If you downloaded LAMMPS from the public SVN or Git repositories, then the HTML and PDF files are not included. Instead you need to create them, in one of three ways:
(a) You can “fetch” the current HTML and PDF files from the LAMMPS web site. Just type “make fetch”. This should create a html_www dir and Manual_www.pdf/Developer_www.pdf files. Note that if new LAMMPS features have been added more recently than the date of your version, the fetched documentation will include those changes (but your source code will not, unless you update your local repository).
(b) You can build the HTML and PDF files yourself, by typing “make html” followed by “make pdf”. Note that the PDF make requires the HTML files already exist. This requires various tools including Sphinx, which the build process will attempt to download and install on your system, if not already available. See more details below.
(c) You can generate an older, simpler, less-fancy style of HTML documentation by typing “make old”. This will create an “old” directory. This can be useful if (b) does not work on your box for some reason, or you want to quickly view the HTML version of a doc page you have created or edited yourself within the src directory. E.g. if you are planning to submit a new feature to LAMMPS.
The generation of all documentation is managed by the Makefile in the doc dir.
Documentation Build Options:
make html # generate HTML in html dir using Sphinx
make pdf # generate 2 PDF files (Manual.pdf,Developer.pdf)
# in doc dir via htmldoc and pdflatex
make old # generate old-style HTML pages in old dir via txt2html
make fetch # fetch HTML doc pages and 2 PDF files from web site
# as a tarball and unpack into html dir and 2 PDFs
make epub # generate LAMMPS.epub in ePUB format using Sphinx
make mobi # generate LAMMPS.mobi in MOBI format using ebook-convert
make clean # remove intermediate RST files created by HTML build
make clean-all # remove entire build folder and any cached data
make anchor_check # check for duplicate anchor labels make spelling # spell-check the manual
14.1. Installing prerequisites for HTML build
To run the HTML documentation build toolchain, Python 3 and virtualenv have to be installed. Here are instructions for common setups:
14.1.1. Ubuntu
sudo apt-get install python-virtualenv
14.1.2. Fedora (up to version 21) and Red Hat Enterprise Linux or CentOS (up to version 7.x)
sudo yum install python3-virtualenv
14.1.3. Fedora (since version 22)
sudo dnf install python3-virtualenv
14.1.4. MacOS X
Python 3
Download the latest Python 3 MacOS X package from https://www.python.org and install it. This will install both Python 3 and pip3.
virtualenv
Once Python 3 is installed, open a Terminal and type
pip3 install virtualenv
This will install virtualenv from the Python Package Index.

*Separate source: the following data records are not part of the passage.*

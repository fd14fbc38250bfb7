//! Solution journal: an append-only arena of attempt nodes.
//!
//! Nodes reference their parent by id. The parent -> children relation is a
//! lookup index derived from `parent_id` and maintained on append; nodes never
//! own each other, so the journal serializes as a flat list.

use std::collections::HashMap;
use std::fmt;

use serde::{Deserialize, Serialize};
use thiserror::Error;

use crate::core::score::is_better_score;
use crate::core::types::ExecutionOutcome;

/// Journal-assigned node identifier. Also names the node's workspace.
#[derive(Debug, Clone, Copy, PartialEq, Eq, Hash, PartialOrd, Ord, Serialize, Deserialize)]
#[serde(transparent)]
pub struct NodeId(pub u32);

impl fmt::Display for NodeId {
    fn fmt(&self, f: &mut fmt::Formatter<'_>) -> fmt::Result {
        write!(f, "{}", self.0)
    }
}

/// Which search action produced a node.
#[derive(Debug, Clone, Copy, PartialEq, Eq, Serialize, Deserialize)]
#[serde(rename_all = "lowercase")]
pub enum NodeStage {
    Draft,
    Debug,
    Improve,
}

impl NodeStage {
    pub fn as_str(self) -> &'static str {
        match self {
            NodeStage::Draft => "draft",
            NodeStage::Debug => "debug",
            NodeStage::Improve => "improve",
        }
    }
}

/// One generated-and-executed code attempt.
#[derive(Debug, Clone, PartialEq, Serialize, Deserialize)]
pub struct Node {
    pub id: NodeId,
    pub parent_id: Option<NodeId>,
    pub stage: NodeStage,
    pub plan: String,
    pub code: String,
    pub outcome: ExecutionOutcome,
    pub trace: String,
    /// Present iff `outcome` is `Success`.
    pub metric: Option<f64>,
    pub depth: u32,
    /// Consecutive debug attempts ending at this node (0 unless `stage` is debug).
    pub debug_depth: u32,
    pub created_order: u32,
    /// Environment step that executed this node's code.
    pub step_index: Option<u32>,
}

impl Node {
    pub fn is_buggy(&self) -> bool {
        !self.outcome.is_success()
    }
}

/// Node contents supplied by the controller; the journal derives the rest.
#[derive(Debug, Clone, PartialEq)]
pub struct PendingNode {
    pub parent_id: Option<NodeId>,
    pub stage: NodeStage,
    pub plan: String,
    pub code: String,
    pub outcome: ExecutionOutcome,
    pub trace: String,
    pub metric: Option<f64>,
    pub step_index: Option<u32>,
}

#[derive(Debug, Clone, Copy, PartialEq, Eq, Error)]
#[error("parent node {parent} is not in the journal")]
pub struct DanglingParentError {
    pub parent: NodeId,
}

/// Rejected journal contents when rebuilding from a saved node list.
#[derive(Debug, Clone, PartialEq, Eq, Error)]
pub enum JournalLoadError {
    #[error("node at position {position} has id {found}, expected {expected}")]
    IdOutOfSequence {
        position: usize,
        expected: NodeId,
        found: NodeId,
    },
    #[error(transparent)]
    DanglingParent(#[from] DanglingParentError),
}

#[derive(Debug, Clone, Default, Serialize)]
pub struct Journal {
    nodes: Vec<Node>,
    #[serde(skip)]
    children: HashMap<NodeId, Vec<NodeId>>,
}

impl Journal {
    pub fn new() -> Self {
        Self::default()
    }

    /// Rebuild a journal from a node list, revalidating ids and parent links.
    pub fn from_nodes(nodes: Vec<Node>) -> Result<Self, JournalLoadError> {
        let mut journal = Journal::new();
        for (position, node) in nodes.into_iter().enumerate() {
            let expected = journal.next_id();
            if node.id != expected {
                return Err(JournalLoadError::IdOutOfSequence {
                    position,
                    expected,
                    found: node.id,
                });
            }
            if let Some(parent) = node.parent_id {
                journal.ensure_present(parent)?;
                journal.children.entry(parent).or_default().push(node.id);
            }
            journal.nodes.push(node);
        }
        Ok(journal)
    }

    /// Id the next `append` will assign.
    pub fn next_id(&self) -> NodeId {
        NodeId(self.nodes.len() as u32)
    }

    /// Append a node, assigning its id and lineage fields.
    ///
    /// A missing parent is rejected before anything is stored.
    pub fn append(&mut self, pending: PendingNode) -> Result<NodeId, DanglingParentError> {
        let (depth, debug_depth) = match pending.parent_id {
            None => (0, 0),
            Some(parent_id) => {
                let parent = self
                    .get(parent_id)
                    .ok_or(DanglingParentError { parent: parent_id })?;
                let debug_depth = match pending.stage {
                    NodeStage::Debug => parent.debug_depth + 1,
                    NodeStage::Draft | NodeStage::Improve => 0,
                };
                (parent.depth + 1, debug_depth)
            }
        };

        let id = self.next_id();
        let metric = if pending.outcome.is_success() {
            pending.metric
        } else {
            None
        };
        self.nodes.push(Node {
            id,
            parent_id: pending.parent_id,
            stage: pending.stage,
            plan: pending.plan,
            code: pending.code,
            outcome: pending.outcome,
            trace: pending.trace,
            metric,
            depth,
            debug_depth,
            created_order: id.0,
            step_index: pending.step_index,
        });
        if let Some(parent) = pending.parent_id {
            self.children.entry(parent).or_default().push(id);
        }
        Ok(id)
    }

    pub fn get(&self, id: NodeId) -> Option<&Node> {
        self.nodes.get(id.0 as usize)
    }

    pub fn nodes(&self) -> &[Node] {
        &self.nodes
    }

    pub fn len(&self) -> usize {
        self.nodes.len()
    }

    pub fn is_empty(&self) -> bool {
        self.nodes.is_empty()
    }

    /// Children of `id` in creation order.
    pub fn children(&self, id: NodeId) -> &[NodeId] {
        self.children.get(&id).map(Vec::as_slice).unwrap_or(&[])
    }

    pub fn is_leaf(&self, id: NodeId) -> bool {
        self.children(id).is_empty()
    }

    pub fn draft_nodes(&self) -> Vec<&Node> {
        self.nodes.iter().filter(|n| n.parent_id.is_none()).collect()
    }

    pub fn buggy_nodes(&self) -> Vec<&Node> {
        self.nodes.iter().filter(|n| n.is_buggy()).collect()
    }

    pub fn good_nodes(&self) -> Vec<&Node> {
        self.nodes.iter().filter(|n| !n.is_buggy()).collect()
    }

    /// Best validated node; earliest created wins ties.
    pub fn best_node(&self, higher_is_better: bool) -> Option<&Node> {
        let mut best: Option<&Node> = None;
        for node in self.nodes.iter().filter(|n| !n.is_buggy()) {
            let Some(metric) = node.metric else {
                continue;
            };
            // Nodes are visited in created_order, so only a strict improvement
            // displaces the current best.
            if is_better_score(metric, best.and_then(|b| b.metric), higher_is_better) {
                best = Some(node);
            }
        }
        best
    }

    fn ensure_present(&self, id: NodeId) -> Result<(), DanglingParentError> {
        if self.get(id).is_some() {
            Ok(())
        } else {
            Err(DanglingParentError { parent: id })
        }
    }
}

#[cfg(test)]
mod tests {
    use super::*;

    fn pending(parent: Option<u32>, stage: NodeStage, metric: Option<f64>) -> PendingNode {
        PendingNode {
            parent_id: parent.map(NodeId),
            stage,
            plan: String::new(),
            code: "print('hi')".to_string(),
            outcome: if metric.is_some() {
                ExecutionOutcome::Success
            } else {
                ExecutionOutcome::RuntimeError
            },
            trace: String::new(),
            metric,
            step_index: None,
        }
    }

    #[test]
    fn append_assigns_monotonic_ids_and_depths() {
        let mut journal = Journal::new();
        let root = journal
            .append(pending(None, NodeStage::Draft, None))
            .expect("root");
        let fix = journal
            .append(pending(Some(root.0), NodeStage::Debug, None))
            .expect("debug");
        let fix2 = journal
            .append(pending(Some(fix.0), NodeStage::Debug, Some(0.5)))
            .expect("debug 2");
        let better = journal
            .append(pending(Some(fix2.0), NodeStage::Improve, Some(0.6)))
            .expect("improve");

        assert_eq!([root, fix, fix2, better], [NodeId(0), NodeId(1), NodeId(2), NodeId(3)]);
        let node = journal.get(fix2).expect("node");
        assert_eq!(node.depth, 2);
        assert_eq!(node.debug_depth, 2);
        assert_eq!(journal.get(better).expect("node").debug_depth, 0);
        assert_eq!(journal.children(root), &[fix]);
        assert!(journal.is_leaf(better));
        assert_eq!(journal.get(better).expect("node").parent_id, Some(fix2));
    }

    #[test]
    fn dangling_parent_leaves_journal_unchanged() {
        let mut journal = Journal::new();
        journal
            .append(pending(None, NodeStage::Draft, Some(1.0)))
            .expect("root");

        let err = journal
            .append(pending(Some(7), NodeStage::Improve, Some(2.0)))
            .unwrap_err();

        assert_eq!(err, DanglingParentError { parent: NodeId(7) });
        assert_eq!(journal.len(), 1);
        assert_eq!(journal.next_id(), NodeId(1));
        assert!(journal.children(NodeId(7)).is_empty());
    }

    #[test]
    fn views_partition_by_outcome_and_parent() {
        let mut journal = Journal::new();
        let a = journal
            .append(pending(None, NodeStage::Draft, None))
            .expect("a");
        journal
            .append(pending(None, NodeStage::Draft, Some(0.3)))
            .expect("b");
        journal
            .append(pending(Some(a.0), NodeStage::Debug, Some(0.2)))
            .expect("c");

        assert_eq!(journal.draft_nodes().len(), 2);
        assert_eq!(journal.buggy_nodes().len(), 1);
        assert_eq!(journal.good_nodes().len(), 2);
    }

    #[test]
    fn best_node_is_none_without_good_nodes() {
        let mut journal = Journal::new();
        assert!(journal.best_node(true).is_none());
        journal
            .append(pending(None, NodeStage::Draft, None))
            .expect("buggy");
        assert!(journal.best_node(true).is_none());
        assert!(journal.best_node(false).is_none());
    }

    #[test]
    fn best_node_respects_direction_and_breaks_ties_by_creation() {
        let mut journal = Journal::new();
        journal
            .append(pending(None, NodeStage::Draft, Some(0.7)))
            .expect("0");
        journal
            .append(pending(None, NodeStage::Draft, Some(0.9)))
            .expect("1");
        journal
            .append(pending(None, NodeStage::Draft, Some(0.9)))
            .expect("2");
        journal
            .append(pending(None, NodeStage::Draft, Some(0.1)))
            .expect("3");
        journal
            .append(pending(None, NodeStage::Draft, None))
            .expect("4");

        let best = journal.best_node(true).expect("best");
        assert_eq!(best.id, NodeId(1));
        assert!(!best.is_buggy());
        assert_eq!(journal.best_node(false).expect("best").id, NodeId(3));
    }

    #[test]
    fn failed_outcome_drops_metric() {
        let mut journal = Journal::new();
        let mut node = pending(None, NodeStage::Draft, Some(1.0));
        node.outcome = ExecutionOutcome::Timeout;
        let id = journal.append(node).expect("append");
        assert_eq!(journal.get(id).expect("node").metric, None);
        assert!(journal.best_node(true).is_none());
    }

    #[test]
    fn from_nodes_rebuilds_children_and_rejects_bad_input() {
        let mut journal = Journal::new();
        let root = journal
            .append(pending(None, NodeStage::Draft, Some(0.1)))
            .expect("root");
        journal
            .append(pending(Some(root.0), NodeStage::Improve, Some(0.2)))
            .expect("child");

        let rebuilt = Journal::from_nodes(journal.nodes().to_vec()).expect("rebuild");
        assert_eq!(rebuilt.children(root), &[NodeId(1)]);

        let mut orphan = journal.nodes().to_vec();
        orphan[1].parent_id = Some(NodeId(5));
        assert!(matches!(
            Journal::from_nodes(orphan),
            Err(JournalLoadError::DanglingParent(_))
        ));

        let mut shuffled = journal.nodes().to_vec();
        shuffled.swap(0, 1);
        assert!(matches!(
            Journal::from_nodes(shuffled),
            Err(JournalLoadError::IdOutOfSequence { position: 0, .. })
        ));
    }
}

Installing prerequisites for PDF build
Building the PDF manual requires a working C++ compiler (to compile the txt2html tool and a working installation of HTMLDOC HTMLDOC has its own list of prerequisites, but in most cases you can install a binary package of it either through your Linux package manager or MacOS (dmg) and Windows installer (msi) packages from its GitHub releases page at
14.2. Installing prerequisites for epub build
14.2.1. ePUB
Same as for HTML. This uses the same tools and configuration files as the HTML tree.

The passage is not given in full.